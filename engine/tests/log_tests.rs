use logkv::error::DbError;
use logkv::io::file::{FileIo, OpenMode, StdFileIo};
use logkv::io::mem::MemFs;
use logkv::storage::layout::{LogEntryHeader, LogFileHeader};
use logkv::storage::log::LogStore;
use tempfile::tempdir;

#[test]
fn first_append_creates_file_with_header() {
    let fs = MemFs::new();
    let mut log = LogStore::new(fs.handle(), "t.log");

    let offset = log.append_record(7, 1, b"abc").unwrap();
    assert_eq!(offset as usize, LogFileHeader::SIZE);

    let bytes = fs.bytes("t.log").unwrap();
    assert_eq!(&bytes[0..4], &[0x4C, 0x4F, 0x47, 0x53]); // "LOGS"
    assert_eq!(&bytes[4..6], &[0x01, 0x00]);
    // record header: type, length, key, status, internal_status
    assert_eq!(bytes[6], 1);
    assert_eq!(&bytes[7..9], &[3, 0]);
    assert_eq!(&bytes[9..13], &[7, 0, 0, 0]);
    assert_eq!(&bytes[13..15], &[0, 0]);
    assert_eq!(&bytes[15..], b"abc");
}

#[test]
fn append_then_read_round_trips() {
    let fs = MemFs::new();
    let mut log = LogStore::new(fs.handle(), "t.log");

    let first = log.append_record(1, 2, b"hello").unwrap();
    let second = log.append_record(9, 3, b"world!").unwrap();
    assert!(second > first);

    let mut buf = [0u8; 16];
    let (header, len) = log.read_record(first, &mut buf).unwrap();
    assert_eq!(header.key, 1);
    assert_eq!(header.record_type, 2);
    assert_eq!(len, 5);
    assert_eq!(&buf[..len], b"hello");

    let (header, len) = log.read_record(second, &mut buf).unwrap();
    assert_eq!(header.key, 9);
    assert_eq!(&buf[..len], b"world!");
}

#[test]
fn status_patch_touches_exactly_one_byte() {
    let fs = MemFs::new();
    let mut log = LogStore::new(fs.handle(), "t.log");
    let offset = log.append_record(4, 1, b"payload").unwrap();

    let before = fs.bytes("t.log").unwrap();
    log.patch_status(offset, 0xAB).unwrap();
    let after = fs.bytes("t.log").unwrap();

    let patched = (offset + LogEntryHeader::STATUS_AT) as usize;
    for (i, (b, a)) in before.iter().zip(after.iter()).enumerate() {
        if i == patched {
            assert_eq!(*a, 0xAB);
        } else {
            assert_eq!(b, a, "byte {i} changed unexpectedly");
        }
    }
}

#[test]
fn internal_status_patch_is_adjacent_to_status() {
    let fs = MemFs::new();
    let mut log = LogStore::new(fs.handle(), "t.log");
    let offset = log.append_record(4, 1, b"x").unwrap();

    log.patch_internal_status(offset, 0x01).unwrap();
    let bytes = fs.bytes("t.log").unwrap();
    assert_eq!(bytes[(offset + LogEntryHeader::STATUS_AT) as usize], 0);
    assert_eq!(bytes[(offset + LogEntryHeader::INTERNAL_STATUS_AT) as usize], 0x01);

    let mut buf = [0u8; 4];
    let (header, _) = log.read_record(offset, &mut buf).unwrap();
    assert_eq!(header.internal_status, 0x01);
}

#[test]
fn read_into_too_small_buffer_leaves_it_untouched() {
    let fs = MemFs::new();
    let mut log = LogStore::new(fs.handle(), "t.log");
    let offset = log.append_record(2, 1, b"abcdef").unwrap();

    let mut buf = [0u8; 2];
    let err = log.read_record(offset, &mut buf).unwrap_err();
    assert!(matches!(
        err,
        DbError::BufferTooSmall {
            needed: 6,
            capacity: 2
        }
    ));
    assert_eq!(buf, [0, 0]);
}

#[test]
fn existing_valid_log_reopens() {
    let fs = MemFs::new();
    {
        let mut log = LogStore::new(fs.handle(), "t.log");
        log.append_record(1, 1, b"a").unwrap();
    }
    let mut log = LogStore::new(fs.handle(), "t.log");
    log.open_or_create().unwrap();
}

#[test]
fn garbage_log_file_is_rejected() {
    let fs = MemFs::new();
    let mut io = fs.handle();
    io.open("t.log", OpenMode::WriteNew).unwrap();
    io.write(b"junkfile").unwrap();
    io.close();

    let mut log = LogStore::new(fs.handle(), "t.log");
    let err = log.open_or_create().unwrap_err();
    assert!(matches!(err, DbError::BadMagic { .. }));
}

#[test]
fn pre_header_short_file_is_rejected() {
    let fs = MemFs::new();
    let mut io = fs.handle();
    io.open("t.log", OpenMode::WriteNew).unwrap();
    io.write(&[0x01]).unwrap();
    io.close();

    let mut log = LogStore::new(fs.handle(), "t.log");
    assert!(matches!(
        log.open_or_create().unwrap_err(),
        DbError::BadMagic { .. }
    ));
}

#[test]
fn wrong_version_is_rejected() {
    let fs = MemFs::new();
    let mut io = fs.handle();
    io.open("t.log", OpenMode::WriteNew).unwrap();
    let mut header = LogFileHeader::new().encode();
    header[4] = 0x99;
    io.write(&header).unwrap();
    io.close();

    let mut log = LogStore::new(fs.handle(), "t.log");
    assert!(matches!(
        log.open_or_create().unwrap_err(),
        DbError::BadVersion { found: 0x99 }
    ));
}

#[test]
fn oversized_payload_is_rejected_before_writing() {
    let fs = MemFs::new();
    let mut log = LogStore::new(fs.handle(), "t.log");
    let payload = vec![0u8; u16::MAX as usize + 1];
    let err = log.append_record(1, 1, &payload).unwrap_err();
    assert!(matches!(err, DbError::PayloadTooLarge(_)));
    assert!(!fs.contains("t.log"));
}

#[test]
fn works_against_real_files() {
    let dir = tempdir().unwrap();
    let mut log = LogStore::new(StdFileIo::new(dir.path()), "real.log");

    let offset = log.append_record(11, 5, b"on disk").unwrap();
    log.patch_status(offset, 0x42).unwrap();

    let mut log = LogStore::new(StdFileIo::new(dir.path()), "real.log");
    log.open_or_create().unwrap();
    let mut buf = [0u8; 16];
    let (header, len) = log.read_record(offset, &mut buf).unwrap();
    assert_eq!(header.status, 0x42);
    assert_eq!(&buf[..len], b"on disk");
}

####

§ **What you will do**
Return all lines from the entries that contain the string "tempdir".

§ **Reply**
use tempfile::tempdir;
    let dir = tempdir().unwrap();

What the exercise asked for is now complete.